We have highlighted in the review of the state of knowledge that there are two limitations in the existing population distribution datasets that are related to urban areas: (i) the lack of urban expansion forecasts and (ii) the homogenous distribution of people within cities. Both limitations can be significantly improved with advanced remote sensing data and techniques. The general objective of the MAUPP project is therefore to improve our spatial understanding and forecast of urbanization and urban population distribution in Africa through the use of remote sensing and spatial modelling.
This general objective is shown in Figure 1, along with its subdivision in specific objectives.

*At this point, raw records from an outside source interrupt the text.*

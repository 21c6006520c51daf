//! Reply listener: drains the inbox into the correlator.

use crate::domain::pending::PendingReplyStore;
use shared_channel::InboundReply;
use std::sync::Arc;
use tokio::sync::mpsc;
use tokio::task::JoinHandle;
use tracing::{debug, warn};

/// Hands each inbound reply to the correlator in arrival order.
///
/// Our own outgoing messages and blank texts never complete a wait.
pub struct ReplyListener {
    pending: Arc<PendingReplyStore>,
    inbox: mpsc::Receiver<InboundReply>,
}

impl ReplyListener {
    pub fn new(pending: Arc<PendingReplyStore>, inbox: mpsc::Receiver<InboundReply>) -> Self {
        Self { pending, inbox }
    }

    /// Run on a background task
    pub fn spawn(self) -> JoinHandle<()> {
        tokio::spawn(self.run())
    }

    /// Run the listener loop
    pub async fn run(mut self) {
        while let Some(reply) = self.inbox.recv().await {
            self.handle_reply(reply);
        }
        warn!("Reply inbox closed, stopping listener");
    }

    fn handle_reply(&self, reply: InboundReply) {
        if reply.outgoing {
            debug!(message_id = %reply.message_id, "Skipping outgoing message");
            return;
        }
        if reply.body.is_empty() {
            debug!(message_id = %reply.message_id, "Skipping reply with empty body");
            return;
        }
        if self.pending.on_inbound_reply(reply) {
            debug!("Reply delivered to pending wait");
        }
    }
}
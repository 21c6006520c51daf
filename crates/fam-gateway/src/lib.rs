// Allow missing docs for internal items in development
#![allow(missing_docs)]

//! FAM Gateway - synchronous HTTP lookups over an asynchronous messaging
//! session.
//!
//! A caller asks `GET /api?fam=alice@fam`; the gateway posts `/fam alice@fam`
//! to the session's destination conversation, waits for the bot's reply to
//! that exact message, parses it and answers with JSON.
//!
//! # Architecture
//!
//! ```text
//! ┌─────────────────────────────────────────────────────────────────────┐
//! │                          FAM GATEWAY                                 │
//! ├─────────────────────────────────────────────────────────────────────┤
//! │  ┌─────────────┐                          ┌─────────────┐           │
//! │  │  HTTP API   │                          │    Admin    │           │
//! │  │  Port 5000  │                          │  Port 8081  │           │
//! │  └──────┬──────┘                          └─────────────┘           │
//! │         │                                                           │
//! │  ┌──────┴─────────────────────────────────────┐                     │
//! │  │ Lookup Facade: validate → cache → limiter  │                     │
//! │  └──────┬─────────────────────────────────────┘                     │
//! │         │                                                           │
//! │  ┌──────┴─────────────────────────────────────┐                     │
//! │  │ Lookup Orchestrator                        │                     │
//! │  │ session → reserve → send → arm → wait      │                     │
//! │  └──────┬───────────────────────────▲─────────┘                     │
//! │         │                           │ oneshot                       │
//! │         │                  ┌────────┴──────────┐                    │
//! │         │                  │ Pending Reply     │                    │
//! │         │                  │ Store (correlator)│                    │
//! │         │                  └────────▲──────────┘                    │
//! │         │                           │                               │
//! │         │        Reply Router → inbox → Reply Listener              │
//! └─────────┼───────────────────────────▲───────────────────────────────┘
//!           │ send                      │ subscribe
//!           ▼                           │
//!                   MessageChannel (shared-channel)
//! ```
//!
//! # Usage
//!
//! ```ignore
//! use fam_gateway::{ApiGatewayService, GatewayConfig};
//!
//! let service = ApiGatewayService::new(GatewayConfig::default(), channel)?;
//! service.start(shutdown_signal()).await?;
//! ```

#![warn(clippy::all)]
#![deny(unsafe_code)]

pub mod domain;
pub mod facade;
pub mod ipc;
pub mod middleware;
pub mod service;

// Re-exports for public API
pub use domain::config::GatewayConfig;
pub use domain::error::{ApiError, GatewayError, LookupError};
pub use domain::parse::{FamResponseParser, ResponseParser};
pub use domain::pending::PendingReplyStore;
pub use domain::types::*;
pub use facade::LookupFacade;
pub use ipc::{LookupOrchestrator, SessionHandle};
pub use middleware::GatewayMetrics;
pub use service::ApiGatewayService;

/// Crate version
pub const VERSION: &str = env!("CARGO_PKG_VERSION");
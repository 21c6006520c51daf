//! Tracing middleware: one `api_request` span per request, tagged with a
//! request id.
//!
//! The id comes from the `x-request-id` header when it holds a UUID,
//! otherwise a UUID v7 is generated. It is echoed back on the response.

use crate::domain::correlation::RequestId;
use axum::{
    body::Body,
    http::{HeaderName, HeaderValue, Request},
    response::Response,
};
use std::task::{Context, Poll};
use std::time::Instant;
use tower::{Layer, Service};
use tracing::{info, info_span, Instrument, Span};

/// Request id header, read and echoed
pub static REQUEST_ID_HEADER: HeaderName = HeaderName::from_static("x-request-id");

/// Tracing layer that creates spans for each request
#[derive(Clone, Default)]
pub struct TracingLayer;

impl TracingLayer {
    pub fn new() -> Self {
        Self
    }
}

impl<S> Layer<S> for TracingLayer {
    type Service = TracingService<S>;

    fn layer(&self, inner: S) -> Self::Service {
        TracingService { inner }
    }
}

/// Tracing service
#[derive(Clone)]
pub struct TracingService<S> {
    inner: S,
}

impl<S> Service<Request<Body>> for TracingService<S>
where
    S: Service<Request<Body>, Response = Response> + Clone + Send + 'static,
    S::Future: Send,
{
    type Response = Response;
    type Error = S::Error;
    type Future = std::pin::Pin<
        Box<dyn std::future::Future<Output = Result<Self::Response, Self::Error>> + Send>,
    >;

    fn poll_ready(&mut self, cx: &mut Context<'_>) -> Poll<Result<(), Self::Error>> {
        self.inner.poll_ready(cx)
    }

    fn call(&mut self, req: Request<Body>) -> Self::Future {
        let mut inner = self.inner.clone();

        let request_id = RequestId::from_header(
            req.headers()
                .get(&REQUEST_ID_HEADER)
                .and_then(|v| v.to_str().ok()),
        );
        let method = req.method().clone();
        let uri = req.uri().clone();

        let span = info_span!(
            "api_request",
            request_id = %request_id,
            http.method = %method,
            http.target = %uri.path(),
            http.status_code = tracing::field::Empty,
        );

        Box::pin(
            async move {
                let start = Instant::now();
                let mut result = inner.call(req).await;

                if let Ok(response) = &mut result {
                    let status = response.status();
                    Span::current().record("http.status_code", status.as_u16());
                    info!(
                        status = status.as_u16(),
                        latency_ms = start.elapsed().as_millis() as u64,
                        "Request completed"
                    );
                    if let Ok(value) = HeaderValue::from_str(&request_id.to_string()) {
                        response
                            .headers_mut()
                            .insert(REQUEST_ID_HEADER.clone(), value);
                    }
                }

                result
            }
            .instrument(span),
        )
    }
}
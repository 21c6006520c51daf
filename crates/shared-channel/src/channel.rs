//! # Message Channel
//!
//! The capability the gateway consumes from a messaging session.

use crate::events::{Destination, DialogInfo, InboundReply, MessageToken};
use crate::subscriber::Subscription;
use async_trait::async_trait;
use std::path::{Path, PathBuf};
use thiserror::Error;

/// Errors from channel operations.
#[derive(Debug, Error, Clone, PartialEq, Eq)]
pub enum ChannelError {
    /// The session has not been connected yet.
    #[error("channel not connected")]
    NotConnected,

    /// Connecting to the messaging network failed.
    #[error("connection failed: {0}")]
    ConnectFailed(String),

    /// No eligible conversation to send commands to.
    #[error("no eligible destination found")]
    DestinationNotFound,

    /// The destination is unknown to the session.
    #[error("unknown destination: {0}")]
    UnknownDestination(String),

    /// Sending a message failed.
    #[error("send failed: {0}")]
    SendFailed(String),

    /// The message carries no downloadable payload.
    #[error("message {0} has no downloadable payload")]
    NoPayload(MessageToken),

    /// Downloading a payload failed.
    #[error("download failed: {0}")]
    DownloadFailed(String),

    /// The channel was shut down.
    #[error("channel closed")]
    Closed,
}

/// Messaging session as seen by the gateway.
///
/// Implementations wrap a real network client; [`crate::InMemoryChannel`]
/// is the reference implementation.
#[async_trait]
pub trait MessageChannel: Send + Sync {
    /// Open the underlying connection. Calling it on a connected channel is
    /// a no-op.
    async fn connect(&self) -> Result<(), ChannelError>;

    /// Whether the connected session is logged in.
    async fn is_authorized(&self) -> Result<bool, ChannelError>;

    /// List up to `limit` dialogs in the session's display order.
    async fn list_dialogs(&self, limit: usize) -> Result<Vec<DialogInfo>, ChannelError>;

    /// Pick the conversation commands should go to.
    ///
    /// The default implementation applies [`select_destination`] to the
    /// first `limit` dialogs.
    async fn resolve_destination(&self, limit: usize) -> Result<Destination, ChannelError> {
        let dialogs = self.list_dialogs(limit).await?;
        select_destination(&dialogs).ok_or(ChannelError::DestinationNotFound)
    }

    /// Post `text` to `destination`, returning the token assigned to it.
    async fn send(&self, destination: &Destination, text: &str)
        -> Result<MessageToken, ChannelError>;

    /// Subscribe to every message posted on `destination` from now on.
    fn subscribe(&self, destination: &Destination) -> Result<Subscription, ChannelError>;

    /// Download the document attached to `reply` into `dir`, returning the
    /// written path. The caller owns the file and must delete it.
    async fn download_payload(
        &self,
        reply: &InboundReply,
        dir: &Path,
    ) -> Result<PathBuf, ChannelError>;
}

/// Destination selection rules.
///
/// 1. The first pinned group or pinned channel, in dialog order.
/// 2. Otherwise the first group, pinned or not.
/// 3. Otherwise nothing.
pub fn select_destination(dialogs: &[DialogInfo]) -> Option<Destination> {
    dialogs
        .iter()
        .find(|d| d.pinned && (d.is_group() || d.is_channel()))
        .or_else(|| dialogs.iter().find(|d| d.is_group()))
        .map(Destination::from)
}
//! Reply parsing: raw bot text to named fields.

use regex::Regex;
use std::collections::BTreeMap;

/// Field emitted when nothing recognizable was found.
pub const RAW_RESPONSE_FIELD: &str = "raw_response";

/// Turns reply text into named fields. Pure and infallible.
pub trait ResponseParser: Send + Sync {
    fn parse(&self, raw: &str) -> BTreeMap<String, String>;
}

/// Labels recognized in a FAM lookup reply, in extraction order.
const FAM_FIELDS: &[(&str, &str)] = &[
    ("fam_id", "FAM ID"),
    ("name", "NAME"),
    ("phone", "PHONE"),
    ("type", "TYPE"),
    ("upi", "UPI"),
    ("bank", "BANK"),
    ("account", "ACCOUNT"),
    ("ifsc", "IFSC"),
    ("status", "STATUS"),
    ("timestamp", "TIMESTAMP"),
];

/// Label-driven parser for FAM replies.
///
/// Each field takes the rest of the line after the first occurrence of its
/// label (case-insensitive, optional colon) that carries a value, trimmed. Labels may appear
/// anywhere on a line, so `UPI` also matches inside `UPI ID:`.
pub struct FamResponseParser {
    patterns: Vec<(&'static str, Regex)>,
}

impl FamResponseParser {
    pub fn new() -> Result<Self, regex::Error> {
        let patterns = FAM_FIELDS
            .iter()
            .map(|(field, label)| {
                Regex::new(&format!(r"(?im){}[ \t]*:?[ \t]*(.*)", regex::escape(label)))
                    .map(|re| (*field, re))
            })
            .collect::<Result<Vec<_>, _>>()?;
        Ok(Self { patterns })
    }
}

impl ResponseParser for FamResponseParser {
    fn parse(&self, raw: &str) -> BTreeMap<String, String> {
        let mut fields = BTreeMap::new();

        for (field, re) in &self.patterns {
            let value = re
                .captures_iter(raw)
                .filter_map(|caps| caps.get(1))
                .map(|m| m.as_str().trim())
                .find(|v| !v.is_empty());
            if let Some(value) = value {
                fields.insert((*field).to_string(), value.to_string());
            }
        }

        if fields.is_empty() {
            fields.insert(RAW_RESPONSE_FIELD.to_string(), raw.trim().to_string());
        }
        fields
    }
}
//! Gateway service - main entry point.
//!
//! Provides the public lookup API and the localhost admin API.

use crate::domain::cache::{sweep_task, TtlCache};
use crate::domain::config::GatewayConfig;
use crate::domain::error::{ApiError, GatewayError, LookupError};
use crate::domain::parse::{FamResponseParser, ResponseParser};
use crate::domain::pending::PendingReplyStore;
use crate::domain::rate_limit::RateLimiter;
use crate::domain::types::{HealthResponse, LookupOutcome, ServiceInfo};
use crate::facade::LookupFacade;
use crate::ipc::handler::LookupOrchestrator;
use crate::ipc::session::SessionHandle;
use crate::middleware::{create_cors_layer, GatewayMetrics, TracingLayer};
use axum::{
    extract::{Query, State},
    response::{IntoResponse, Response},
    routing::get,
    Json, Router,
};
use serde::Deserialize;
use shared_channel::MessageChannel;
use std::future::Future;
use std::sync::Arc;
use tokio::sync::watch;
use tracing::{error, info};

/// Gateway service state
pub struct ApiGatewayService {
    config: GatewayConfig,
    facade: Arc<LookupFacade>,
    session: Arc<SessionHandle>,
    pending_store: Arc<PendingReplyStore>,
}

impl ApiGatewayService {
    /// Create a service that parses replies with [`FamResponseParser`]
    pub fn new(
        config: GatewayConfig,
        channel: Arc<dyn MessageChannel>,
    ) -> Result<Self, GatewayError> {
        let parser = FamResponseParser::new().map_err(|e| GatewayError::Config(e.to_string()))?;
        Self::with_parser(config, channel, Arc::new(parser))
    }

    /// Create a service with a custom reply parser
    pub fn with_parser(
        config: GatewayConfig,
        channel: Arc<dyn MessageChannel>,
        parser: Arc<dyn ResponseParser>,
    ) -> Result<Self, GatewayError> {
        // Validate configuration
        config
            .validate()
            .map_err(|e| GatewayError::Config(e.to_string()))?;

        let pending_store = Arc::new(PendingReplyStore::new());

        let session = Arc::new(SessionHandle::new(
            Arc::clone(&channel),
            Arc::clone(&pending_store),
            config.channel.session_name.clone(),
            config.channel.dialog_scan_limit,
            config.channel.inbox_capacity,
        ));

        let orchestrator = Arc::new(LookupOrchestrator::new(
            Arc::clone(&session),
            channel,
            Arc::clone(&pending_store),
            parser,
            config.timeouts.clone(),
            &config.channel,
        ));

        let facade = Arc::new(LookupFacade::new(
            orchestrator,
            Arc::new(TtlCache::from_config(&config.cache)),
            Arc::new(RateLimiter::new(config.rate_limit.clone())),
            Arc::new(GatewayMetrics::new()),
        ));

        Ok(Self {
            config,
            facade,
            session,
            pending_store,
        })
    }

    /// Bind both servers and serve until `shutdown` resolves.
    pub async fn start<F>(self, shutdown: F) -> Result<(), GatewayError>
    where
        F: Future<Output = ()> + Send + 'static,
    {
        info!(version = crate::VERSION, "Starting FAM gateway...");

        // Bind every socket before any background task starts
        let admin_listener = if self.config.admin.enabled {
            let admin_addr = self.config.admin_addr();
            let listener = tokio::net::TcpListener::bind(admin_addr)
                .await
                .map_err(|e| GatewayError::Bind(format!("{admin_addr}: {e}")))?;
            Some((admin_addr, listener))
        } else {
            None
        };

        let http_addr = self.config.http_addr();
        let listener = tokio::net::TcpListener::bind(http_addr)
            .await
            .map_err(|e| GatewayError::Bind(format!("{http_addr}: {e}")))?;

        let (stop_tx, stop_rx) = watch::channel(false);

        // Start cache sweep
        let sweep = tokio::spawn(sweep_task(
            Arc::clone(self.facade.cache()),
            self.config.cache.sweep_interval,
        ));

        // Start Admin server
        let admin_handle = admin_listener.map(|(admin_addr, admin_listener)| {
            info!(addr = %admin_addr, "Starting Admin server");
            let router = self.admin_router();
            let mut stop = stop_rx.clone();
            tokio::spawn(async move {
                axum::serve(admin_listener, router)
                    .with_graceful_shutdown(async move {
                        let _ = stop.wait_for(|stopped| *stopped).await;
                    })
                    .await
            })
        });

        info!(addr = %http_addr, "Starting HTTP server");
        info!("FAM gateway started successfully");

        let result = axum::serve(listener, self.http_router())
            .with_graceful_shutdown(async move {
                shutdown.await;
                info!("Received shutdown signal");
                let _ = stop_tx.send(true);
            })
            .await;

        if let Some(handle) = admin_handle {
            match handle.await {
                Ok(Err(e)) => error!(error = %e, "Admin server error"),
                Err(e) => error!(error = %e, "Admin server task failed"),
                Ok(Ok(())) => {}
            }
        }
        sweep.abort();
        self.session.shutdown().await;

        info!("FAM gateway stopped");
        result.map_err(|e| GatewayError::Serve(e.to_string()))
    }

    /// Get the lookup facade
    pub fn facade(&self) -> Arc<LookupFacade> {
        Arc::clone(&self.facade)
    }

    /// Get the correlator
    pub fn pending_store(&self) -> Arc<PendingReplyStore> {
        Arc::clone(&self.pending_store)
    }

    /// Build the public router
    pub fn http_router(&self) -> Router {
        let state = AppState {
            facade: Arc::clone(&self.facade),
            max_retries: self.config.max_retries,
        };

        let router = Router::new()
            .route("/", get(home))
            .route("/api", get(handle_lookup))
            .route("/health", get(health_check))
            .with_state(state);

        let router = match create_cors_layer(&self.config.cors) {
            Some(cors) => router.layer(cors),
            None => router,
        };
        router.layer(TracingLayer::new())
    }

    /// Build Admin router
    pub fn admin_router(&self) -> Router {
        let facade = Arc::clone(&self.facade);
        let session = Arc::clone(&self.session);
        let pending_store = Arc::clone(&self.pending_store);

        Router::new()
            .route("/health", get(health_check))
            .route(
                "/metrics",
                get(move || {
                    let facade = Arc::clone(&facade);
                    let session = Arc::clone(&session);
                    async move {
                        let mut body = facade.metrics().to_json();
                        body["cache"]["store"] = serde_json::json!(facade.cache().snapshot());
                        body["rate_limiting"]["limiter"] =
                            serde_json::json!(facade.limiter().snapshot());
                        body["session"] = serde_json::json!(session.status().await);
                        Json(body)
                    }
                }),
            )
            .route(
                "/pending",
                get(move || {
                    let pending = Arc::clone(&pending_store);
                    async move { Json(pending.snapshot()) }
                }),
            )
            .layer(TracingLayer::new())
    }
}

/// Application state shared across handlers
#[derive(Clone)]
struct AppState {
    facade: Arc<LookupFacade>,
    max_retries: u32,
}

#[derive(Debug, Deserialize)]
struct LookupParams {
    fam: Option<String>,
}

/// `GET /api?fam=<id>`
async fn handle_lookup(
    State(state): State<AppState>,
    Query(params): Query<LookupParams>,
) -> Response {
    match state.facade.lookup(params.fam.as_deref()).await {
        Ok(outcome) => Json::<LookupOutcome>(outcome).into_response(),
        Err(e) => lookup_error_response(&e, state.max_retries),
    }
}

fn lookup_error_response(error: &LookupError, max_retries: u32) -> Response {
    let mut api_error = ApiError::from(error);
    if error.is_timeout() {
        if let Some(serde_json::Value::Object(data)) = api_error.data.as_mut() {
            data.insert("max_retries".to_string(), serde_json::json!(max_retries));
        }
    }
    api_error.into_response()
}

/// Health check endpoint
async fn health_check() -> impl IntoResponse {
    Json(HealthResponse::healthy())
}

/// Usage description
async fn home(State(state): State<AppState>) -> impl IntoResponse {
    Json(ServiceInfo::new(state.max_retries))
}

In the first objective (Obj. 1.1), high resolution remote sensing (HRRS) data (i.e. spatial resolutions between 20 and 30 m) will be used to delineate urban extents of a set of African cities. The accuracy of the obtained urban extents will be evaluated and improved using available contextual information. Methods will combine archived SAR and optical data in order to increase global information and complementarity of the two datasets. As shown in the state of knowledge review, existing urban expansion models for Africa suffer from a lack of urban data for training and calibrating models. The best method identified in Obj. 1.1. will therefore be automatized to generate a database of land cover changes over the last 30 years across a large number of cities in Africa (Obj. 1.2). This database will be used to build urban expansion models and to evaluate their forecasting accuracy. Moreover, analysis of these temporal changes will allow to forecast the distribution of the major urban extents in Africa in 2020 and 2030 (Obj. 1.3). Because historical data on geographical determinants of urban growth (e.g. roads, markets, central business district) will help to understand the evolution of the urban spatial patterns, for Obj. 1.3, very high resolution remote sensing (VHRRS) will also be used at different steps to optimize the models, assess their accuracy and validate the applied methods.
In the second specific objective, the role of remote sensing data will mainly be to delineate residential land use zones within cities using VHRRS data (Obj. 2.1) in order to identify, characterize and predict intra-urban variations in population density. HRRS and VHRRS data will then be combined in order to develop predictive models of intra-urban population density (Obj. 2.2). The accuracy and limitations of methods based on HRRS data will be compared and optimized using VHRRS data. This analysis also aims to evaluate the added value of VHRRS data compared to HRRS data by answering the two following questions: (i) what physical factors controlling human population density can be detected with VHRRS data but were not taken into account with HRRS data only? and (ii) can these physical attributes be detected on HR images? Similarly, the complementarity of VHRRS data compared to publicly available datasets such as Google Earth (GE) or OpenStreetMap (OSM) will be evaluated. Other objective addresses the analysis and the understanding of the drivers behind the changes in human population density within cities using VHRRS data (Obj. 2.3). Factors related to the socio-economic level of residential populations or the historical evolution of cities will be explored in order to evaluate their impact on the past, present and future population density of city neighbourhoods.
Finally, the best method for predicting intra-urban population densities based on HRRS data will be used to generate a database of human population density within urban extents across a large number of cities in Africa (Obj. 2.4).
In addition to its own set of objectives, the project aims to contribute to the AfriPop/WorldPop project (www.worldpop.org.uk), which should ensure a rapid dissemination of outputs. Results from specific objectives #1 and #2 will be integrated into 100 m resolution population distribution datasets developed by the AfriPop project.